For technical reasons, I could not use two batteries in series (or parallel) for the test. But I used a 2000 mAh LiPo in the truck. I'm not sure if I set the bar too high or what, but I was disappointed. I didn't notice any real performance improvement and execution times were only marginally better. And since I didn't have a chance to test different packs, I'm not sure if it was just the vehicle's characteristics or just a bad battery. Anyway, I think the standard battery is more than adequate. But maybe get a second one and this serial adapter. I think it's going to be fantastic.
In my time with Summit 1/16 I had a lot of fun. I couldn't crack it (which is nice), but the exo cage really took a hit, partly because of the design (I have to be tough on them otherwise it's not an honest review) and partly because of the incredible torque of the one. truck. Has. The only downside to the truck is that I lost a lot of body clips, enough to burn everything they give you in the box and then some. Fortunately, Team Associated's 18T body clips work perfectly and are better than the Traxxas. So I recommend buying a set of these when stocks run out. And a set of Dubro Body Clip retainers - these things are amazing.

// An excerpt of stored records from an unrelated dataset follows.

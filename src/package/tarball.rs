//! Plain tar fallback for platforms without `pkgbuild`.

use std::{
    fs::File,
    io,
    path::Path,
};

use tar::HeaderMode;
use walkdir::WalkDir;

use crate::{
    error::{Context, Error, ErrorExt, Result},
    stage::Staging,
};

/// Archive the staged `root` and `scripts` trees into a plain tar at `out`.
///
/// The two directories become the archive's only top-level entries, named by
/// their base names relative to the scratch directory.
pub async fn build_tarball(staging: &Staging, out: &Path) -> Result<()> {
    let root = staging.root().to_path_buf();
    let scripts = staging.scripts().to_path_buf();
    let out = out.to_path_buf();

    tokio::task::spawn_blocking(move || -> Result<()> {
        let file = File::create(&out).fs_context("creating output archive", &out)?;
        let mut tar = tar::Builder::new(file);

        append_tree(&mut tar, &root)?;
        append_tree(&mut tar, &scripts)?;

        let file = tar.into_inner()?;
        file.sync_all()?;
        Ok(())
    })
    .await
    .map_err(|e| Error::Generic(format!("archive task failed: {e}")))?
}

/// Append `dir` and its contents under the directory's own base name.
fn append_tree(tar: &mut tar::Builder<File>, dir: &Path) -> Result<()> {
    let base = dir
        .file_name()
        .with_context(|| format!("staged directory {} has no base name", dir.display()))?;
    let base = Path::new(base);

    for entry in WalkDir::new(dir) {
        let entry = entry?;
        let path = entry.path();
        let rel = base.join(path.strip_prefix(dir)?);

        let metadata = entry.metadata()?;
        let mut header = tar::Header::new_gnu();
        header.set_metadata_in_mode(&metadata, HeaderMode::Complete);

        if entry.file_type().is_dir() {
            tar.append_data(&mut header, &rel, &mut io::empty())?;
        } else {
            let mut file = File::open(path).fs_context("opening staged file", path)?;
            tar.append_data(&mut header, &rel, &mut file)?;
        }
    }

    Ok(())
}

On the right is the First Hands On Video we filmed the day we installed the truck. I hope to have more videos of this truck in the future but that's all I have for now, at least we have. It's stock made - we didn't change anything on the truck when we shot this video. So the suspension is too soft for bigger jumps.
All in all, this is a vehicle that I would recommend to anyone looking for some R/C action. Whether you're just starting out in the hobby or you're a veteran of the sport looking for something a little more fun, the Summit brings something to the table that few other trucks can match: a small, travel-friendly stature that doesn't skimp on performance or performance foregoes convenience. Durability. . Expect this car to be a regular stock item on our shelves for a while; it takes something even more special to dethrone the new king of mini monsters.
Brian Schneider / Brian is the manager, webmaster, and social media guru at Roger's Hobby Center. He has been in the hobby industry for over a decade teaching people the basics of the R/C world. He has written a number of helpful guides includingA guide to LiPo batteries.